- Exercise aim -
Set down each line from the start of the material exactly, please, up to and including the one that contains "the background keeps".
** Data to use follows **
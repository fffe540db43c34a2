//! Ambient background: a fixed batch of floating wireframe primitives
//!
//! The scene is created once on activation, advanced once per displayed frame
//! and painted with `egui`'s painter as projected line segments. The frame
//! schedule is an explicit handle: while it is held the background keeps
//! asking for repaints, once released (`deactivate`, or drop) nothing mutates
//! the shapes and no further frames are requested on its behalf.

use crate::constants::*;
use crate::utils::hsl_to_rgb;
use eframe::egui;
use rand::Rng;
use std::f32::consts::{PI, TAU};
use tracing::debug;

// ============================================================================
// GEOMETRY
// ============================================================================

#[derive(Debug, Clone, Copy, PartialEq, Eq)]
pub enum GeometryKind {
    Cube,
    Sphere,
    Torus,
    Octahedron,
}

impl GeometryKind {
    pub const ALL: [GeometryKind; 4] = [
        GeometryKind::Cube,
        GeometryKind::Sphere,
        GeometryKind::Torus,
        GeometryKind::Octahedron,
    ];

    fn slot(self) -> usize {
        match self {
            GeometryKind::Cube => 0,
            GeometryKind::Sphere => 1,
            GeometryKind::Torus => 2,
            GeometryKind::Octahedron => 3,
        }
    }

    /// Build the wireframe in local space.
    pub fn wireframe(self) -> Wireframe {
        match self {
            GeometryKind::Cube => {
                let h = 0.25;
                let vertices = (0..8)
                    .map(|i| {
                        [
                            if i & 1 == 0 { -h } else { h },
                            if i & 2 == 0 { -h } else { h },
                            if i & 4 == 0 { -h } else { h },
                        ]
                    })
                    .collect();
                // Connect corners that differ in exactly one bit
                let mut edges = Vec::with_capacity(12);
                for a in 0..8u16 {
                    for bit in [1u16, 2, 4] {
                        let b = a | bit;
                        if b != a {
                            edges.push([a, b]);
                        }
                    }
                }
                Wireframe { vertices, edges }
            }
            GeometryKind::Sphere => {
                let (radius, rings, segments) = (0.3, 12, 16);
                lattice(rings + 1, segments, false, |r, s| {
                    let phi = PI * r as f32 / rings as f32;
                    let theta = TAU * s as f32 / segments as f32;
                    [
                        radius * phi.sin() * theta.cos(),
                        radius * phi.cos(),
                        radius * phi.sin() * theta.sin(),
                    ]
                })
            }
            GeometryKind::Torus => {
                let (major, tube, tubular, radial) = (0.3, 0.1, 32, 8);
                lattice(tubular, radial, true, |u, v| {
                    let u = TAU * u as f32 / tubular as f32;
                    let v = TAU * v as f32 / radial as f32;
                    [
                        (major + tube * v.cos()) * u.cos(),
                        (major + tube * v.cos()) * u.sin(),
                        tube * v.sin(),
                    ]
                })
            }
            GeometryKind::Octahedron => {
                let r = 0.3;
                let vertices = vec![
                    [r, 0.0, 0.0],
                    [-r, 0.0, 0.0],
                    [0.0, r, 0.0],
                    [0.0, -r, 0.0],
                    [0.0, 0.0, r],
                    [0.0, 0.0, -r],
                ];
                // Every pair of non-opposite vertices is an edge
                let mut edges = Vec::with_capacity(12);
                for a in 0..6u16 {
                    for b in (a + 1)..6 {
                        if a / 2 != b / 2 {
                            edges.push([a, b]);
                        }
                    }
                }
                Wireframe { vertices, edges }
            }
        }
    }
}
//! Application constants and configuration

pub const APP_VERSION: &str = env!("CARGO_PKG_VERSION");
pub const APP_NAME: &str = "Portfolio Showcase";

/// Hosted form-processing endpoint that receives contact submissions
pub const FORM_ENDPOINT: &str = "https://formspree.io/f/xovlbevp";

/// Substituted once for any image reference that fails to load
pub const FALLBACK_IMAGE: &str = "/placeholder-image.jpg";
pub const PROFILE_IMAGE: &str = "/Me.jpeg";

/// Ambient background defaults
pub const DEFAULT_SHAPE_COUNT: usize = 15;
pub const SHAPE_SPREAD: f32 = 10.0;
pub const SHAPE_OPACITY: f32 = 0.6;
pub const SHAPE_SATURATION: f32 = 0.7;
pub const SHAPE_LIGHTNESS: f32 = 0.5;

/// Camera
pub const CAMERA_FOV_DEG: f32 = 75.0;
pub const CAMERA_NEAR: f32 = 0.1;
pub const CAMERA_FAR: f32 = 1000.0;
pub const CAMERA_Z: f32 = 5.0;

/// Contact form reset after a submit (ms)
pub const DEFAULT_SUBMIT_RESET_MS: u64 = 3000;

/// Transition timings (seconds)
pub const TAB_TRANSITION_SECS: f32 = 0.4;
pub const PRESET_TRANSITION_SECS: f32 = 0.6;
pub const SECTION_REVEAL_SECS: f32 = 0.6;
pub const SKILL_BAR_SECS: f32 = 1.5;
pub const SKILL_BAR_DELAY_SECS: f32 = 0.2;
pub const SKILL_BAR_STAGGER_SECS: f32 = 0.1;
** End of Data to use **
- Response -
repository fffe540db43c34a2
//! Ambient background: a fixed batch of floating wireframe primitives
//!
//! The scene is created once on activation, advanced once per displayed frame
//! and painted with `egui`'s painter as projected line segments. The frame
//! schedule is an explicit handle: while it is held the background keeps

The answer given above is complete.